▶ [What you should do] The first line of the data below and every line after it, through the one with "fn default() ->", must be transcribed without change.

=====

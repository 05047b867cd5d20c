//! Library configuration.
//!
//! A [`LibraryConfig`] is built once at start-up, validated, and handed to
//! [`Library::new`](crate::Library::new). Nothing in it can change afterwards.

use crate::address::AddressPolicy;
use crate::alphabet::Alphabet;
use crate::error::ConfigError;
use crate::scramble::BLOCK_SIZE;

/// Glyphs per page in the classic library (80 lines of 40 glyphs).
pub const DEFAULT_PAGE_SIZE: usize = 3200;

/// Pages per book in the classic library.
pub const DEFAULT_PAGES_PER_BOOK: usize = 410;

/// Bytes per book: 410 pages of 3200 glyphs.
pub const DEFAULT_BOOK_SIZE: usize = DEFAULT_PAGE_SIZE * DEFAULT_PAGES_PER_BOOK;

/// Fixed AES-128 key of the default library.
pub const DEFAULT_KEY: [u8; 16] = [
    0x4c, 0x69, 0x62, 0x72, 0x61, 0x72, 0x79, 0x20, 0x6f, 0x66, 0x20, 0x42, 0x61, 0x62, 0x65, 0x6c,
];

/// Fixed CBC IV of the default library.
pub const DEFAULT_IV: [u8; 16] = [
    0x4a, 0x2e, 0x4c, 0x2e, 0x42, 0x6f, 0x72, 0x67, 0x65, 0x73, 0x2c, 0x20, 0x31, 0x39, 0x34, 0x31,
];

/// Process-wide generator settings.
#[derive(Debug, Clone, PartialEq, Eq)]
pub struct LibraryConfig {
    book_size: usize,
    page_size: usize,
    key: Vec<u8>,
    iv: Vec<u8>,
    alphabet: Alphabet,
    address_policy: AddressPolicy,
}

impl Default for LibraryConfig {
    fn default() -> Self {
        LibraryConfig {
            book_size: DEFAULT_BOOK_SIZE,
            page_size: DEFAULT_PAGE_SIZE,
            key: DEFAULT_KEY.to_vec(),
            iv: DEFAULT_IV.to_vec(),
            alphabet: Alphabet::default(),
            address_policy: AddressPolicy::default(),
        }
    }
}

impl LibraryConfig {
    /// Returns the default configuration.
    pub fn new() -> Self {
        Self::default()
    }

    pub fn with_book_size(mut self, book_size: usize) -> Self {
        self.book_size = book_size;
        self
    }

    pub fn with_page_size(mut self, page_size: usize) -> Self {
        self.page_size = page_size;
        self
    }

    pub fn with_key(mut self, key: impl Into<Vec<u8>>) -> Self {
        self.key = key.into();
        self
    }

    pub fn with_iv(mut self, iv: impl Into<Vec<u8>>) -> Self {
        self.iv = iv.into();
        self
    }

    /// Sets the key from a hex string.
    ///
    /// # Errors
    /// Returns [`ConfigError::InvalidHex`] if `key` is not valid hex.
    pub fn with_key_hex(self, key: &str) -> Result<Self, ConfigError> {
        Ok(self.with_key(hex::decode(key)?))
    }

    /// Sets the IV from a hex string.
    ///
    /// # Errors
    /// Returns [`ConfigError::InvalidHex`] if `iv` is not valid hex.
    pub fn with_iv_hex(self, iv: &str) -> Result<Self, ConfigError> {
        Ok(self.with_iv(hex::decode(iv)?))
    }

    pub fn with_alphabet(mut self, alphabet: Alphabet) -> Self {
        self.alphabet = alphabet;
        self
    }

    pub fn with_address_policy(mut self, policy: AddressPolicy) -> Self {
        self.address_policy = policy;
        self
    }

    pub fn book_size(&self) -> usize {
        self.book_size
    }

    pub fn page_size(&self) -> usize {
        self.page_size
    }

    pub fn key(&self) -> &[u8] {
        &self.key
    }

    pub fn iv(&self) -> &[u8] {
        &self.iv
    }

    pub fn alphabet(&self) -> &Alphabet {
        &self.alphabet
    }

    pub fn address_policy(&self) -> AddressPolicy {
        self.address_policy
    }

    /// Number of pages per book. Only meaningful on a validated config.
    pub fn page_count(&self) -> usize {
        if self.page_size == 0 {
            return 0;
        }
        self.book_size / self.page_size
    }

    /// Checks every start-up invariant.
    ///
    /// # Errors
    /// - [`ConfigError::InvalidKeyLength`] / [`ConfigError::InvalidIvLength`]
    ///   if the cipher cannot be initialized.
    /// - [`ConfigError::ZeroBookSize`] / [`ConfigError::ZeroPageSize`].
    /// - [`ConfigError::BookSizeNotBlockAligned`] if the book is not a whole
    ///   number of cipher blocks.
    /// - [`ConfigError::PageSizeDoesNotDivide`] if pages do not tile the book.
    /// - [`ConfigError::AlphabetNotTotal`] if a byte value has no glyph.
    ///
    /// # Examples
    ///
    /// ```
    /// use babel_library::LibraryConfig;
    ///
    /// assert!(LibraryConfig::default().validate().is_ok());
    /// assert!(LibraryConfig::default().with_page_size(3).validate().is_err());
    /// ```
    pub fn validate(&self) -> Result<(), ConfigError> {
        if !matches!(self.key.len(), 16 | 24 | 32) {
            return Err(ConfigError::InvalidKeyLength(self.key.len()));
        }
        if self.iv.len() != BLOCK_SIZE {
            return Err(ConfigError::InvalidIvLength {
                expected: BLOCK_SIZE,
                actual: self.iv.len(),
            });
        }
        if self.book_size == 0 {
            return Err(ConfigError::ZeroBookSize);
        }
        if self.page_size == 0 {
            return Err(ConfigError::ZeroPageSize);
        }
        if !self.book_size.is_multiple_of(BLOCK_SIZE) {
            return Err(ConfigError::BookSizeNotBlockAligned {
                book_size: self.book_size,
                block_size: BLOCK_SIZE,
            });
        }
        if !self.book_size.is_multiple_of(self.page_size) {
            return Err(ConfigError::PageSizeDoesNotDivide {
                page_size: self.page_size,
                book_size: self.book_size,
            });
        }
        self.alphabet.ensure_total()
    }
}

=====

▶ [Written answer]
repository 05047b867cd5d20c
//! Library configuration.
//!
//! A [`LibraryConfig`] is built once at start-up, validated, and handed to
//! [`Library::new`](crate::Library::new). Nothing in it can change afterwards.

use crate::address::AddressPolicy;
use crate::alphabet::Alphabet;
use crate::error::ConfigError;
use crate::scramble::BLOCK_SIZE;

/// Glyphs per page in the classic library (80 lines of 40 glyphs).
pub const DEFAULT_PAGE_SIZE: usize = 3200;

/// Pages per book in the classic library.
pub const DEFAULT_PAGES_PER_BOOK: usize = 410;

/// Bytes per book: 410 pages of 3200 glyphs.
pub const DEFAULT_BOOK_SIZE: usize = DEFAULT_PAGE_SIZE * DEFAULT_PAGES_PER_BOOK;

/// Fixed AES-128 key of the default library.
pub const DEFAULT_KEY: [u8; 16] = [
    0x4c, 0x69, 0x62, 0x72, 0x61, 0x72, 0x79, 0x20, 0x6f, 0x66, 0x20, 0x42, 0x61, 0x62, 0x65, 0x6c,
];

/// Fixed CBC IV of the default library.
pub const DEFAULT_IV: [u8; 16] = [
    0x4a, 0x2e, 0x4c, 0x2e, 0x42, 0x6f, 0x72, 0x67, 0x65, 0x73, 0x2c, 0x20, 0x31, 0x39, 0x34, 0x31,
];

/// Process-wide generator settings.
#[derive(Debug, Clone, PartialEq, Eq)]
pub struct LibraryConfig {
    book_size: usize,
    page_size: usize,
    key: Vec<u8>,
    iv: Vec<u8>,
    alphabet: Alphabet,
    address_policy: AddressPolicy,
}

impl Default for LibraryConfig {
    fn default() -> Self {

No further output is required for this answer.